MDT with gRPC: Transport Tricks
gRPC
In previous tutorials, I’ve covered how to configure a router for Model-Driven Telemetry (MDT) with gRPC dial-out and dial-in. In this tutorial, I’ll discuss some advanced topics and gotchas that you might encounter as you work with gRPC.
Note that you may not need to read this blog! It is entirely likely that your gRPC connection will “just work.” But for the few corner cases where it doesn’t, you might have to read this.
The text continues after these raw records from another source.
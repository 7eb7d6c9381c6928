//! The `wiz_project` resource as seen by the provider host.
//!
//! The host owns the lifecycle and the persisted state. This module only
//! translates between [`ProjectState`] and the project operations on
//! [`WizClient`]. The client is created once by [`configure`] and passed into
//! every call.

use serde::{Deserialize, Serialize};

use crate::client::WizClient;
use crate::config::ProviderConfig;
use crate::context::Context;
use crate::error::WizError;
use crate::projects::{
    CloudAccountLink, CreateProjectInput, CreateProjectRequest, ProjectOverride, ResourceError,
    ResourceOperation, RiskProfile, Subscription, UpdateProjectInput, UpdateProjectRequest,
    PROJECT_RESOURCE,
};

/// Persisted state of one project.
#[derive(Clone, Debug, Default, PartialEq, Eq, Serialize, Deserialize)]
pub struct ProjectState {
    /// Project id, computed by the API on create.
    #[serde(default)]
    pub id: Option<String>,
    /// Project name.
    pub name: String,
    /// Linked cloud accounts.
    #[serde(default)]
    pub cloud_account_links: Vec<CloudAccountLinkState>,
}

/// A cloud account link in state.
#[derive(Clone, Debug, Default, PartialEq, Eq, Serialize, Deserialize)]
pub struct CloudAccountLinkState {
    /// Wiz id of the cloud account.
    pub cloud_account_guid: String,
    /// Environment label.
    #[serde(default)]
    pub environment: String,
    /// Whether the account is shared.
    #[serde(default)]
    pub shared: bool,
}

impl From<&CloudAccountLinkState> for CloudAccountLink {
    fn from(link: &CloudAccountLinkState) -> Self {
        Self {
            cloud_account: link.cloud_account_guid.clone(),
            environment: link.environment.clone(),
            shared: link.shared,
            ..Self::default()
        }
    }
}

impl From<&Subscription> for CloudAccountLinkState {
    fn from(subscription: &Subscription) -> Self {
        Self {
            cloud_account_guid: subscription.subscription_id.clone(),
            environment: subscription
                .primary_environment()
                .unwrap_or_default()
                .to_string(),
            shared: subscription.shared_account,
        }
    }
}

impl ProjectState {
    fn account_links(&self) -> Vec<CloudAccountLink> {
        self.cloud_account_links.iter().map(Into::into).collect()
    }

    fn require_id(&self, operation: ResourceOperation) -> Result<&str, ResourceError> {
        self.id
            .as_deref()
            .ok_or_else(|| ResourceError::not_found(operation, PROJECT_RESOURCE, None))
    }
}

/// Validates the host configuration and logs in.
///
/// # Errors
///
/// Returns [`WizError::Config`] for missing or malformed values and
/// [`WizError::Authentication`] if the credentials are rejected.
pub async fn configure(ctx: &Context, config: ProviderConfig) -> Result<WizClient, WizError> {
    let config = config.into_config()?;
    WizClient::connect(ctx, &config).await
}

/// Lifecycle handlers for the `wiz_project` resource.
#[derive(Clone, Copy, Debug, Default)]
pub struct ProjectResource;

impl ProjectResource {
    /// Host type name of the resource.
    pub const TYPE_NAME: &'static str = "wiz_project";

    /// Creates the project described by `plan` and returns the new state.
    ///
    /// # Errors
    ///
    /// Returns the classified create error.
    pub async fn create(
        client: &WizClient,
        ctx: &Context,
        plan: ProjectState,
    ) -> Result<ProjectState, WizError> {
        let request = CreateProjectRequest {
            input: CreateProjectInput {
                name: plan.name.clone(),
                cloud_account_links: plan.account_links(),
                risk_profile: RiskProfile::placeholder(),
                ..CreateProjectInput::default()
            },
        };
        let response = client.create_project(ctx, &request).await?;

        Ok(ProjectState {
            id: response.project_id().map(str::to_string),
            ..plan
        })
    }

    /// Refreshes `state` from the API.
    ///
    /// A project that no longer exists is reported as an error for which
    /// [`WizError::is_not_found`] is `true`; hosts typically drop it from
    /// state.
    ///
    /// # Errors
    ///
    /// Returns the classified read error, or [`WizError::Decode`] if the
    /// subscriptions property is malformed.
    pub async fn read(
        client: &WizClient,
        ctx: &Context,
        state: &ProjectState,
    ) -> Result<ProjectState, WizError> {
        let id = state.require_id(ResourceOperation::Read)?;
        let project = client.read_project(ctx, id).await?;

        Ok(ProjectState {
            id: project.entity.id.or_else(|| state.id.clone()),
            name: project.entity.name.unwrap_or_else(|| state.name.clone()),
            cloud_account_links: project.subscriptions.iter().map(Into::into).collect(),
        })
    }

    /// Applies `plan` to the project identified by `plan.id`.
    ///
    /// # Errors
    ///
    /// Returns the classified update error.
    pub async fn update(
        client: &WizClient,
        ctx: &Context,
        plan: ProjectState,
    ) -> Result<ProjectState, WizError> {
        let id = plan.require_id(ResourceOperation::Update)?;
        let request = UpdateProjectRequest {
            input: UpdateProjectInput {
                id: id.to_string(),
                override_: ProjectOverride {
                    name: Some(plan.name.clone()),
                    cloud_account_links: plan.account_links(),
                    risk_profile: RiskProfile::placeholder(),
                    ..ProjectOverride::default()
                },
            },
        };
        client.update_project(ctx, &request).await?;
        Ok(plan)
    }

    /// Removes the project from state.
    ///
    /// No API call is made; the project is left in Wiz.
    pub fn delete(state: &ProjectState) {
        tracing::info!(
            project_id = state.id.as_deref().unwrap_or_default(),
            "Removing project from state without deleting it in Wiz"
        );
    }

    /// Starts state for an existing project from its id.
    #[must_use]
    pub fn import_state(id: impl Into<String>) -> ProjectState {
        ProjectState {
            id: Some(id.into()),
            ..ProjectState::default()
        }
    }
}

#[cfg(test)]
mod tests {
    use super::*;

    #[test]
    fn test_state_links_map_to_request_links() {
        let state = ProjectState {
            id: None,
            name: "proj-a".to_string(),
            cloud_account_links: vec![CloudAccountLinkState {
                cloud_account_guid: "acct-1".to_string(),
                environment: "PROD".to_string(),
                shared: true,
            }],
        };

        let links = state.account_links();

        assert_eq!(links.len(), 1);
        assert_eq!(links[0].cloud_account, "acct-1");
        assert_eq!(links[0].environment, "PROD");
        assert!(links[0].shared);
        assert!(links[0].resource_tags.is_empty());
    }

    #[test]
    fn test_subscription_maps_to_state_link() {
        let subscription = Subscription {
            subscription_id: "s1".to_string(),
            environments: vec!["PROD".to_string(), "DEV".to_string()],
            shared_account: true,
            ..Subscription::default()
        };

        let link = CloudAccountLinkState::from(&subscription);

        assert_eq!(
            link,
            CloudAccountLinkState {
                cloud_account_guid: "s1".to_string(),
                environment: "PROD".to_string(),
                shared: true,
            }
        );
    }

    #[test]
    fn test_subscription_without_environment_maps_to_empty_label() {
        let subscription = Subscription {
            subscription_id: "s1".to_string(),
            ..Subscription::default()
        };
        assert_eq!(CloudAccountLinkState::from(&subscription).environment, "");
    }

    #[test]
    fn test_import_passes_id_through() {
        let state = ProjectResource::import_state("proj-id");
        assert_eq!(state.id.as_deref(), Some("proj-id"));
        assert!(state.name.is_empty());
        assert!(state.cloud_account_links.is_empty());
    }

    #[test]
    fn test_missing_id_is_not_found() {
        let err = ProjectState::default()
            .require_id(ResourceOperation::Update)
            .unwrap_err();
        assert!(err.is_not_found());
        assert_eq!(
            err.to_string(),
            "error updating project: resource not found: <none>"
        );
    }

    #[test]
    fn test_state_deserializes_with_optional_fields_missing() {
        let state: ProjectState = serde_json::from_value(serde_json::json!({
            "name": "proj-a",
            "cloud_account_links": [{"cloud_account_guid": "acct-1"}]
        }))
        .unwrap();

        assert!(state.id.is_none());
        assert_eq!(state.cloud_account_links[0].environment, "");
        assert!(!state.cloud_account_links[0].shared);
    }
}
For example, if you can get TCP dial-out to work but not gRPC dial-out, keep reading…
What is gRPC again?
gRPC is an open source RPC framework that leverages HTTP/2 as a transport. Compared to simple TCP transport, gRPC brings two important features to MDT: 1) Optional encryption with TLS and 2) Support for “dial-in” (from collector to router).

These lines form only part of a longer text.